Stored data
· · ·
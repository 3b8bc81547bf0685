//! Finding unifier: merges scanner candidates with oracle findings into one
//! canonical set, plus an optional oracle pass that folds surface-form
//! variants (same address, different punctuation) into one value.

use indexmap::IndexMap;
use inference_client::{ChatRequest, Message};
use std::str::FromStr;
use std::time::Duration;
use tracing::{debug, info, trace, warn};

use crate::discovery::parse::first_json_object;
use crate::discovery::{has_surface_variants, BackendTier};
use crate::error::{EngineError, Result};
use crate::noise;
use crate::transport::InferenceTransport;
use crate::types::{finding_key, Candidate, Category, ConfidenceTier, Finding};

// =============================================================================
// Auto-accept policy
// =============================================================================

/// Which scanner candidates become findings without oracle confirmation.
#[derive(Debug, Clone, Copy, PartialEq, Eq, Default)]
pub enum AutoAcceptPolicy {
    /// HIGH structural candidates only
    StructuralOnly,
    /// HIGH structural candidates plus HIGH dictionary names
    #[default]
    StructuralAndDictionaryNames,
    /// Every candidate at MEDIUM or above
    IncludeMedium,
}

impl AutoAcceptPolicy {
    pub fn accepts(&self, candidate: &Candidate) -> bool {
        match self {
            Self::StructuralOnly => {
                candidate.confidence == ConfidenceTier::High && candidate.category.is_structural()
            }
            Self::StructuralAndDictionaryNames => {
                candidate.confidence == ConfidenceTier::High
                    && (candidate.category.is_structural() || candidate.category == Category::FullName)
            }
            Self::IncludeMedium => candidate.confidence >= ConfidenceTier::Medium,
        }
    }
}

impl FromStr for AutoAcceptPolicy {
    type Err = EngineError;

    fn from_str(s: &str) -> Result<Self> {
        match s.trim().to_ascii_lowercase().replace('-', "_").as_str() {
            "structural" | "structural_only" => Ok(Self::StructuralOnly),
            "dictionary" | "structural_and_dictionary_names" => Ok(Self::StructuralAndDictionaryNames),
            "medium" | "include_medium" => Ok(Self::IncludeMedium),
            other => Err(EngineError::config(
                "PII_AUTO_ACCEPT",
                format!("unknown policy: {}", other),
            )),
        }
    }
}

// =============================================================================
// Unify
// =============================================================================

/// Labels that say nothing beyond "this is sensitive".
const GENERIC_LABELS: &[&str] = &[
    "other", "altro", "altri", "pii", "sensitive", "sensitive data", "personal data",
    "dato", "dati", "dato personale", "dati personali", "dato sensibile", "entity",
    "unknown", "value",
];

/// 0 = generic, 1 = the category's own code or default label, 2 = custom.
fn label_specificity(finding: &Finding) -> u8 {
    let label = finding.label.trim().to_lowercase();
    if label.is_empty() || GENERIC_LABELS.contains(&label.as_str()) {
        0
    } else if label == finding.category.code().to_lowercase()
        || label == finding.category.default_label().to_lowercase()
    {
        1
    } else {
        2
    }
}

/// Merge candidates and oracle findings with the default policy.
pub fn unify(candidates: &[Candidate], llm_findings: Vec<Finding>) -> Vec<Finding> {
    unify_with_policy(candidates, llm_findings, AutoAcceptPolicy::default())
}

/// Merge candidates and oracle findings.
///
/// Accepted candidates seed the set; oracle findings fold in by
/// [`finding_key`]. On a collision the stored finding keeps its value and is
/// upgraded when the incoming one carries a concrete category over `OTHER`,
/// or a more specific label for the same category.
pub fn unify_with_policy(
    candidates: &[Candidate],
    llm_findings: Vec<Finding>,
    policy: AutoAcceptPolicy,
) -> Vec<Finding> {
    let mut merged: IndexMap<String, Finding> = IndexMap::new();

    for candidate in candidates.iter().filter(|c| policy.accepts(c)) {
        merged
            .entry(finding_key(&candidate.value))
            .or_insert_with(|| Finding::from(candidate));
    }

    for incoming in llm_findings {
        let key = incoming.key();
        if key.is_empty() {
            continue;
        }

        match merged.get_mut(&key) {
            None => {
                merged.insert(key, incoming);
            }
            Some(stored) => {
                let upgrade = if stored.category == Category::Other {
                    incoming.category != Category::Other
                        || label_specificity(&incoming) > label_specificity(stored)
                } else {
                    incoming.category == stored.category
                        && label_specificity(&incoming) > label_specificity(stored)
                };

                if upgrade {
                    trace!(value = %stored.value, label = %incoming.label, "Upgrading finding label");
                    stored.category = incoming.category;
                    stored.label = incoming.label;
                }
            }
        }
    }

    noise::retain_meaningful(merged.into_values().collect())
}

// =============================================================================
// Surface forms
// =============================================================================

/// Variant → canonical value mapping produced by the surface-form pass.
#[derive(Debug, Clone, Default, PartialEq, Eq)]
pub struct SurfaceForms {
    // finding_key(variant) -> canonical value
    canonical: IndexMap<String, String>,
}

/// A variant folded into its canonical finding.
#[derive(Debug, Clone, PartialEq, Eq)]
pub struct SurfaceVariant {
    pub variant: String,
    pub canonical: String,
}

impl SurfaceForms {
    /// The mapping that folds nothing.
    pub fn identity() -> Self {
        Self::default()
    }

    pub fn is_identity(&self) -> bool {
        self.canonical.is_empty()
    }

    pub fn len(&self) -> usize {
        self.canonical.len()
    }

    pub fn is_empty(&self) -> bool {
        self.canonical.is_empty()
    }

    /// Record `variant` as another spelling of `canonical`. Self-mappings are ignored.
    pub fn insert(&mut self, variant: &str, canonical: &str) {
        let key = finding_key(variant);
        if key.is_empty() || key == finding_key(canonical) {
            return;
        }
        self.canonical.insert(key, canonical.trim().to_string());
    }

    pub fn canonical_of(&self, value: &str) -> Option<&str> {
        self.canonical.get(&finding_key(value)).map(String::as_str)
    }

    /// Drop variant findings whose canonical finding is present.
    ///
    /// Returns the remaining findings, in order, and the folded variants.
    pub fn apply(&self, findings: Vec<Finding>) -> (Vec<Finding>, Vec<SurfaceVariant>) {
        if self.is_identity() {
            return (findings, Vec::new());
        }

        let present: IndexMap<String, String> = findings
            .iter()
            .map(|f| (f.key(), f.value.clone()))
            .collect();

        let mut kept = Vec::with_capacity(findings.len());
        let mut variants = Vec::new();

        for finding in findings {
            let canonical = self
                .canonical_of(&finding.value)
                .and_then(|c| present.get(&finding_key(c)));

            match canonical {
                Some(canonical) => variants.push(SurfaceVariant {
                    variant: finding.value,
                    canonical: canonical.clone(),
                }),
                None => kept.push(finding),
            }
        }

        (kept, variants)
    }
}

const SURFACE_SYSTEM_PROMPT: &str = r#"You receive a list of sensitive values found in one document. Some of them may be different spellings of the same real-world value (the same person, organization or address written with different punctuation, abbreviations or word order).

Rules:
- Only group values that certainly refer to the same entity.
- Pick the most complete spelling as the canonical one.
- Copy every value exactly as listed.
- Answer with ONLY a JSON object mapping each variant to its canonical value: {"variant": "canonical"}
- If there are no variants, answer {}"#;

fn surface_request(model: &str, findings: &[&Finding]) -> ChatRequest {
    let mut listing = String::from("Values:\n");
    for finding in findings {
        listing.push_str(&format!("- {} ({})\n", finding.value, finding.category.code()));
    }

    ChatRequest::new(model)
        .message(Message::system(SURFACE_SYSTEM_PROMPT))
        .message(Message::user(listing))
        .temperature(0.0)
        .max_output_tokens(1_024)
}

/// Ask the oracle which findings are variants of one another.
///
/// Light backends, fewer than two eligible findings and any failure all
/// yield [`SurfaceForms::identity`]. Pairs are kept only when both values are
/// among the findings and share a category.
pub async fn unify_surface_forms(
    findings: &[Finding],
    transport: &dyn InferenceTransport,
    model: &str,
    tier: BackendTier,
    timeout: Duration,
) -> SurfaceForms {
    if tier == BackendTier::Light {
        return SurfaceForms::identity();
    }

    let eligible: Vec<&Finding> = findings
        .iter()
        .filter(|f| has_surface_variants(f.category))
        .collect();
    if eligible.len() < 2 {
        return SurfaceForms::identity();
    }

    let request = surface_request(model, &eligible);
    let content = match tokio::time::timeout(timeout, transport.send(request)).await {
        Ok(Ok(response)) => response.content,
        Ok(Err(e)) => {
            warn!(model = %model, error = %e, "Surface-form pass failed");
            return SurfaceForms::identity();
        }
        Err(_) => {
            warn!(model = %model, timeout_ms = timeout.as_millis(), "Surface-form pass timed out");
            return SurfaceForms::identity();
        }
    };

    let Some(map) = first_json_object(&content) else {
        debug!(model = %model, "Surface-form response had no JSON object");
        return SurfaceForms::identity();
    };

    let by_key: IndexMap<String, &Finding> = eligible.iter().map(|f| (f.key(), *f)).collect();
    let mut forms = SurfaceForms::identity();

    for (variant, canonical) in &map {
        let Some(canonical) = canonical.as_str() else {
            continue;
        };
        let (Some(v), Some(c)) = (by_key.get(&finding_key(variant)), by_key.get(&finding_key(canonical)))
        else {
            trace!(variant = %variant, "Ignoring surface pair outside the finding set");
            continue;
        };
        if v.category == c.category {
            forms.insert(&v.value, &c.value);
        }
    }

    info!(model = %model, count = forms.len(), "Surface-form pass complete");
    forms
}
· · ·
TASK TO COMPLETE
Wherever the string "filter" occurs in the data, copy the line that holds it.

SOLUTION BELOW
    for candidate in candidates.iter().filter(|c| policy.accepts(c)) {
        .filter(|f| has_surface_variants(f.category))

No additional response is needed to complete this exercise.